The system allows users to access from different devices, and also lets bots see what we are drawing in order to participate in the process.

MacPaint for Macintosh by Apple, 1984.

In contrast to interfaces of clicks and commands, this application features a continuous flow of interaction with no toolbars but bots with behavior. What you can see next is a simple drawing suggestion: I draw a flower and a bot suggests a texture to fill it in.

In this interface, you can select multiple human or artificial intelligences with different capabilities and delegate tasks to them.

Let's take a look at different suggestive drawing bots that could guide us through the drawing process.

We interact with drawing bots. Each of them has a specific behavior which was acquired during training. The following list matches each bot with how it processes our sketches.
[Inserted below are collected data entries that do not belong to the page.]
//! Session key pair generation and custody.
//!
//! Each session generates one Curve25519 key pair at startup. The secret
//! half never leaves the [`KeyVault`]: it has no byte accessor, is not
//! serializable, and is zeroized when the vault is dropped.

use std::fmt;

use ring::rand::{SecureRandom, SystemRandom};
use tracing::debug;
use x25519_dalek::{SharedSecret, StaticSecret};
use zeroize::Zeroizing;

use crate::cipher::CipherEngine;
use crate::error::CryptoError;

/// Curve25519 key length.
pub const KEY_LEN: usize = 32;

/// A peer's (or our own) public key.
#[derive(Clone, Copy, PartialEq, Eq, Hash)]
pub struct PublicKey([u8; KEY_LEN]);

impl PublicKey {
    /// Parse a public key received from the wire.
    pub fn from_bytes(bytes: &[u8]) -> Result<Self, CryptoError> {
        let arr: [u8; KEY_LEN] = bytes.try_into().map_err(|_| {
            CryptoError::InvalidKey(format!(
                "public key must be {} bytes, got {}",
                KEY_LEN,
                bytes.len()
            ))
        })?;
        Ok(Self(arr))
    }

    pub fn as_bytes(&self) -> &[u8; KEY_LEN] {
        &self.0
    }

    pub fn to_vec(&self) -> Vec<u8> {
        self.0.to_vec()
    }

    /// Short hex fingerprint for logs: first 8 bytes of the key.
    pub fn fingerprint(&self) -> String {
        self.0[..8].iter().map(|b| format!("{b:02x}")).collect()
    }

    pub(crate) fn to_dalek(self) -> x25519_dalek::PublicKey {
        x25519_dalek::PublicKey::from(self.0)
    }
}

impl fmt::Debug for PublicKey {
    fn fmt(&self, f: &mut fmt::Formatter<'_>) -> fmt::Result {
        write!(f, "PublicKey({})", self.fingerprint())
    }
}

/// The local secret key. Only usable through a [`CipherEngine`].
pub struct SecretKey(StaticSecret);

impl SecretKey {
    pub(crate) fn diffie_hellman(&self, peer: &PublicKey) -> SharedSecret {
        self.0.diffie_hellman(&peer.to_dalek())
    }

    fn public_key(&self) -> PublicKey {
        PublicKey(*x25519_dalek::PublicKey::from(&self.0).as_bytes())
    }
}

impl fmt::Debug for SecretKey {
    fn fmt(&self, f: &mut fmt::Formatter<'_>) -> fmt::Result {
        f.write_str("SecretKey(<redacted>)")
    }
}

/// Owns the session key pair and seals/opens payloads with it.
pub struct KeyVault {
    secret: SecretKey,
    public: PublicKey,
    cipher: CipherEngine,
}

impl KeyVault {
    /// Generate a fresh key pair from the OS CSPRNG.
    ///
    /// Fails only when the entropy source is unavailable; callers must treat
    /// that as fatal for the session.
    pub fn generate() -> Result<Self, CryptoError> {
        Self::generate_with(CipherEngine::new())
    }

    pub(crate) fn generate_with(cipher: CipherEngine) -> Result<Self, CryptoError> {
        let rng = SystemRandom::new();
        let mut seed = Zeroizing::new([0u8; KEY_LEN]);
        rng.fill(&mut seed[..]).map_err(|_| CryptoError::Entropy)?;

        let secret = SecretKey(StaticSecret::from(*seed));
        let public = secret.public_key();
        debug!(key = %public.fingerprint(), "generated session key pair");

        Ok(Self {
            secret,
            public,
            cipher,
        })
    }

    pub fn public_key(&self) -> PublicKey {
        self.public
    }

    /// Seal `plaintext` for `recipient`.
    pub fn seal(&self, plaintext: &[u8], recipient: &PublicKey) -> Result<Vec<u8>, CryptoError> {
        self.cipher.seal(plaintext, recipient, &self.secret)
    }

    /// Open a payload `sender` sealed for us.
    pub fn open(&self, sealed: &[u8], sender: &PublicKey) -> Result<Vec<u8>, CryptoError> {
        self.cipher.open(sealed, sender, &self.secret)
    }

    /// Open a payload and interpret it as UTF-8 text.
    pub fn open_text(&self, sealed: &[u8], sender: &PublicKey) -> Result<String, CryptoError> {
        let bytes = self.open(sealed, sender)?;
        String::from_utf8(bytes).map_err(|_| CryptoError::InvalidUtf8)
    }
}

impl fmt::Debug for KeyVault {
    fn fmt(&self, f: &mut fmt::Formatter<'_>) -> fmt::Result {
        f.debug_struct("KeyVault")
            .field("public", &self.public)
            .finish_non_exhaustive()
    }
}
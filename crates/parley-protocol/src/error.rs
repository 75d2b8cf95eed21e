use thiserror::Error;

#[derive(Debug, Error)]
pub enum ProtocolError {
    #[error("event line too long: {0} bytes (max 8388608)")]
    LineTooLong(usize),

    #[error("malformed event: {0}")]
    Json(#[from] serde_json::Error),

    #[error("invalid field `{field}`: {reason}")]
    InvalidField { field: &'static str, reason: String },

    #[error("I/O error: {0}")]
    Io(#[from] std::io::Error),
}

#[cfg(test)]
mod tests {
    use super::*;

    #[test]
    fn line_too_long_display() {
        let e = ProtocolError::LineTooLong(9_000_000);
        assert!(e.to_string().contains("9000000"));
    }

    #[test]
    fn invalid_field_display() {
        let e = ProtocolError::InvalidField {
            field: "content",
            reason: "no sealed copy for bob".into(),
        };
        let msg = e.to_string();
        assert!(msg.contains("content"));
        assert!(msg.contains("bob"));
    }

    #[test]
    fn from_json_error() {
        let json_err = serde_json::from_str::<u32>("nope").unwrap_err();
        let proto_err: ProtocolError = json_err.into();
        assert!(proto_err.to_string().starts_with("malformed event"));
    }

    #[test]
    fn from_io_error() {
        let io_err = std::io::Error::new(std::io::ErrorKind::BrokenPipe, "broken");
        let proto_err: ProtocolError = io_err.into();
        assert!(proto_err.to_string().contains("broken"));
    }
}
For the scope of this project, I developed three functional drawing bots—texturer, sketcher, and continuator—that suggest texture, hand-sketched detail, or ways to continue your drawings, respectively. I also experimented with classifier, a bot that classifies hand sketches using different inference models. Lastly, I used the learner bot to sort what is being drawing in order to use existing drawings for training new bots according to a desired drawing character. (Texturer, sketcher, and continuator use pix2pix-tensorflow, and classifier uses a re-trained version of TensorFlow's inception model.)

Let's see real examples of the developed bots working—texturer, sketcher, and continuator—, and conceptual videos of the rest—colorizer, classifier, and rationalizer.


Texturer

Texturer uses pix2pix-tensorflow to generate a textured drawing from the edges of a hand sketch. The bot is capable of working with different models—trained in different sets of images—by selecting the desired model in its contextual menu. It is important to note that each training set of pix2pix consists of hundreds of pairs of images—one image of the pair being a textured object and the other an edge representation of it. For texturer, the textured objects are real photos and their edge representation is generated with edge detection algorithms applied to the photos.

In the case of texturer and the two following bots (sketcher and continuator) the application communicates with a back-end server running conditional adversarial neural network with TensorFlow, using the pix2pix-tensorflow architecture.

As mentioned before, this bot has been trained to map sketches to textured objects. When we provide the bot with a new outline, it generates a new texture for it. What is important to note here is that the texture our outline is filled with is not a pre-existing image but a new one, generated by a neural network according to what it learned during training.

As you can see in the video, I trained the model with different types of flowers (daisies, tulips, sunflowers, roses, dandelions) but also with abstract art and dresses from The Metropolitan Museum of Art.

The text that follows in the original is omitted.